* **Supplied data**

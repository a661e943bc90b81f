//! Widget paint styles
//!
//! Painting is split in two layers:
//!
//! - [`BaseStrategy`] answers with the shared `Component.*` keys and
//!   hard-coded toolkit fallbacks
//! - [`ThemedStrategy`] decorates any strategy with the keys of one
//!   [`WidgetFamily`] (`Button.background`, `Spinner.padding`, ...), falling
//!   back to the wrapped strategy for every absent key
//!
//! All metrics in a [`WidgetStyle`] are already scaled to device pixels.
//!
//! ```
//! use zizi_laf::paint::{BaseStrategy, ComponentState, PaintStrategy, ThemedStrategy, WidgetFamily};
//! use zizi_laf::{ThemeContext, ThemeDefaults, ThemeVariant, UiScale, Diagnostics};
//!
//! let ctx = ThemeContext::new(
//!     ThemeVariant::Daylight,
//!     ThemeDefaults::new(),
//!     UiScale::IDENTITY,
//!     Diagnostics::new(),
//! );
//! let button = ThemedStrategy::new(WidgetFamily::Button, BaseStrategy);
//! let style = button.resolve(&ctx, ComponentState::new().focused());
//! assert!(style.focus_color.is_some());
//! ```

pub mod border;
pub mod geometry;
pub mod icon;

use crate::context::ThemeContext;
use crate::defaults::ThemeDefaults;
use zizi_core::{Color, Insets};

/// Interaction state of the widget being painted
#[derive(Clone, Copy, Debug, PartialEq, Eq, Hash)]
pub struct ComponentState {
    pub enabled: bool,
    pub focused: bool,
    pub hovered: bool,
    pub pressed: bool,
    pub selected: bool,
    /// The dialog's default button
    pub default_button: bool,
}

impl ComponentState {
    /// Enabled, idle
    pub const fn new() -> Self {
        Self {
            enabled: true,
            focused: false,
            hovered: false,
            pressed: false,
            selected: false,
            default_button: false,
        }
    }

    pub const fn disabled(mut self) -> Self {
        self.enabled = false;
        self
    }

    pub const fn focused(mut self) -> Self {
        self.focused = true;
        self
    }

    pub const fn hovered(mut self) -> Self {
        self.hovered = true;
        self
    }

    pub const fn pressed(mut self) -> Self {
        self.pressed = true;
        self
    }

    pub const fn selected(mut self) -> Self {
        self.selected = true;
        self
    }

    pub const fn default_button(mut self) -> Self {
        self.default_button = true;
        self
    }
}

impl Default for ComponentState {
    fn default() -> Self {
        Self::new()
    }
}

/// Widget families with themed paint keys
#[derive(Clone, Copy, Debug, PartialEq, Eq, Hash)]
pub enum WidgetFamily {
    Button,
    CheckBox,
    ComboBox,
    Spinner,
    TextField,
}

impl WidgetFamily {
    /// Key prefix in the defaults table
    pub fn prefix(self) -> &'static str {
        match self {
            WidgetFamily::Button => "Button",
            WidgetFamily::CheckBox => "CheckBox",
            WidgetFamily::ComboBox => "ComboBox",
            WidgetFamily::Spinner => "Spinner",
            WidgetFamily::TextField => "TextField",
        }
    }

    pub fn all() -> &'static [WidgetFamily] {
        &[
            WidgetFamily::Button,
            WidgetFamily::CheckBox,
            WidgetFamily::ComboBox,
            WidgetFamily::Spinner,
            WidgetFamily::TextField,
        ]
    }
}

/// Resolved paint parameters, device pixels
#[derive(Clone, Debug, PartialEq)]
pub struct WidgetStyle {
    pub background: Color,
    pub foreground: Color,
    pub border_color: Color,
    /// Focus ring color; `None` when no ring is painted
    pub focus_color: Option<Color>,
    pub arc: f32,
    pub focus_width: f32,
    pub line_width: f32,
    pub padding: Insets,
}

pub trait PaintStrategy {
    fn resolve(&self, ctx: &ThemeContext, state: ComponentState) -> WidgetStyle;
}

impl<S: PaintStrategy + ?Sized> PaintStrategy for &S {
    fn resolve(&self, ctx: &ThemeContext, state: ComponentState) -> WidgetStyle {
        (**self).resolve(ctx, state)
    }
}

/// First color present among `keys`
pub(crate) fn first_color<K: AsRef<str>>(
    defaults: &ThemeDefaults,
    keys: impl IntoIterator<Item = K>,
) -> Option<Color> {
    keys.into_iter().find_map(|k| defaults.color(k.as_ref()))
}

/// Shared component keys with toolkit fallbacks
#[derive(Clone, Copy, Debug, Default)]
pub struct BaseStrategy;

impl BaseStrategy {
    const BACKGROUND: Color = Color::from_hex(0xEEEEEE);
    const FOREGROUND: Color = Color::from_hex(0x333333);
    const DISABLED_FOREGROUND: Color = Color::from_hex(0x999999);
    const BORDER: Color = Color::from_hex(0xC4C4C4);
    const DISABLED_BORDER: Color = Color::from_hex(0xCFCFCF);
    const FOCUS: Color = Color::from_hex(0x97C3F3);
}

impl PaintStrategy for BaseStrategy {
    fn resolve(&self, ctx: &ThemeContext, state: ComponentState) -> WidgetStyle {
        let d = ctx.defaults();
        let scale = ctx.scale();

        let background = d.color_or("control", Self::BACKGROUND);
        let foreground = if state.enabled {
            d.color_or("controlText", Self::FOREGROUND)
        } else {
            Self::DISABLED_FOREGROUND
        };
        let border_color = if state.enabled {
            d.color_or("Component.borderColor", Self::BORDER)
        } else {
            d.color_or("Component.disabledBorderColor", Self::DISABLED_BORDER)
        };
        let focus_color = (state.enabled && state.focused)
            .then(|| d.color_or("Component.focusColor", Self::FOCUS));

        WidgetStyle {
            background,
            foreground,
            border_color,
            focus_color,
            arc: scale.scale(d.int_or("Component.arc", 0) as f32),
            focus_width: scale.scale(d.int_or("Component.focusWidth", 0) as f32),
            line_width: scale.scale(1.0),
            padding: Insets::ZERO,
        }
    }
}

/// Keyed lookups for one widget family on top of another strategy
#[derive(Clone, Copy, Debug)]
pub struct ThemedStrategy<S> {
    family: WidgetFamily,
    inner: S,
}

impl<S: PaintStrategy> ThemedStrategy<S> {
    pub fn new(family: WidgetFamily, inner: S) -> Self {
        Self { family, inner }
    }

    pub fn family(&self) -> WidgetFamily {
        self.family
    }

    pub fn inner(&self) -> &S {
        &self.inner
    }
}

impl<S: PaintStrategy> PaintStrategy for ThemedStrategy<S> {
    fn resolve(&self, ctx: &ThemeContext, state: ComponentState) -> WidgetStyle {
        let base = self.inner.resolve(ctx, state);
        let d = ctx.defaults();
        let scale = ctx.scale();
        let p = self.family.prefix();
        let default_button = state.default_button && self.family == WidgetFamily::Button;

        let mut background_keys = Vec::with_capacity(3);
        if !state.enabled {
            background_keys.push(format!("{p}.disabledBackground"));
        } else if state.pressed {
            background_keys.push(format!("{p}.pressedBackground"));
        } else if state.hovered {
            background_keys.push(format!("{p}.hoverBackground"));
        }
        if default_button && state.enabled {
            background_keys.push(format!("{p}.default.background"));
        }
        background_keys.push(format!("{p}.background"));

        let foreground_keys = if !state.enabled {
            vec![format!("{p}.disabledText"), format!("{p}.disabledForeground")]
        } else if default_button {
            vec![format!("{p}.default.foreground"), format!("{p}.foreground")]
        } else {
            vec![format!("{p}.foreground")]
        };

        let border_keys = if !state.enabled {
            vec![format!("{p}.disabledBorderColor")]
        } else if state.focused && default_button {
            vec![
                format!("{p}.default.focusedBorderColor"),
                format!("{p}.focusedBorderColor"),
                format!("{p}.borderColor"),
            ]
        } else if state.focused {
            vec![format!("{p}.focusedBorderColor"), format!("{p}.borderColor")]
        } else if default_button {
            vec![format!("{p}.default.borderColor"), format!("{p}.borderColor")]
        } else {
            vec![format!("{p}.borderColor")]
        };

        let focus_color = base.focus_color.map(|fallback| {
            let keys = if default_button {
                vec![format!("{p}.default.focusColor"), format!("{p}.focusColor")]
            } else {
                vec![format!("{p}.focusColor")]
            };
            first_color(d, keys).unwrap_or(fallback)
        });

        let arc = d
            .int(&format!("{p}.arc"))
            .map(|arc| scale.scale(arc as f32))
            .unwrap_or(base.arc);
        let padding = d
            .insets(&format!("{p}.padding"))
            .map(|insets| scale.scale(insets))
            .unwrap_or(base.padding);

        WidgetStyle {
            background: first_color(d, background_keys).unwrap_or(base.background),
            foreground: first_color(d, foreground_keys).unwrap_or(base.foreground),
            border_color: first_color(d, border_keys).unwrap_or(base.border_color),
            focus_color,
            arc,
            focus_width: base.focus_width,
            line_width: base.line_width,
            padding,
        }
    }
}
//! Error types for theme loading and resolution

use thiserror::Error;

/// Fatal value parse failures.
///
/// Only keys whose naming convention demands a numeric shape can fail;
/// colors and plain integers fall through to the next category instead.
#[derive(Debug, Clone, PartialEq, Eq, Error)]
pub enum ParseError {
    #[error("invalid insets `{value}` for `{key}` (expected top,left,bottom,right)")]
    Insets { key: String, value: String },

    #[error("invalid size `{value}` for `{key}` (expected width,height)")]
    Dimension { key: String, value: String },

    #[error("invalid integer `{value}` for `{key}`")]
    Integer { key: String, value: String },
}

impl ParseError {
    /// Property key the failure belongs to
    pub fn key(&self) -> &str {
        match self {
            ParseError::Insets { key, .. }
            | ParseError::Dimension { key, .. }
            | ParseError::Integer { key, .. } => key,
        }
    }
}

/// Syntax errors in `.properties` text
#[derive(Debug, Clone, PartialEq, Eq, Error)]
pub enum PropertiesError {
    #[error("properties syntax error at line {line}: {msg}")]
    Syntax { line: usize, msg: String },
}

#[derive(Debug, Clone, PartialEq, Eq, Error)]
pub enum RegistryError {
    #[error("no factory registered for `{0}`")]
    Unknown(String),

    #[error("factory for `{id}` failed: {msg}")]
    Construction { id: String, msg: String },
}

/// Theme build failures. The previously published theme stays active.
#[derive(Debug, Clone, PartialEq, Eq, Error)]
pub enum BuildError {
    #[error(transparent)]
    Parse(#[from] ParseError),
}

#[derive(Debug, Error)]
pub enum ConfigError {
    #[error("failed to read config {path}: {source}")]
    Io {
        path: String,
        #[source]
        source: std::io::Error,
    },

    #[error("failed to parse config {path}: {source}")]
    Toml {
        path: String,
        #[source]
        source: toml::de::Error,
    },

    #[error("unknown theme variant `{0}`")]
    UnknownVariant(String),

    #[error(transparent)]
    Platform(#[from] zizi_platform::PlatformError),
}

* **What you need to do**
Search the entries above for the string "padding", and report each line where it occurs.

* **Result of this task**
//!   [`WidgetFamily`] (`Button.background`, `Spinner.padding`, ...), falling
    pub padding: Insets,
            padding: Insets::ZERO,
        let padding = d
            .insets(&format!("{p}.padding"))
            .unwrap_or(base.padding);
            padding,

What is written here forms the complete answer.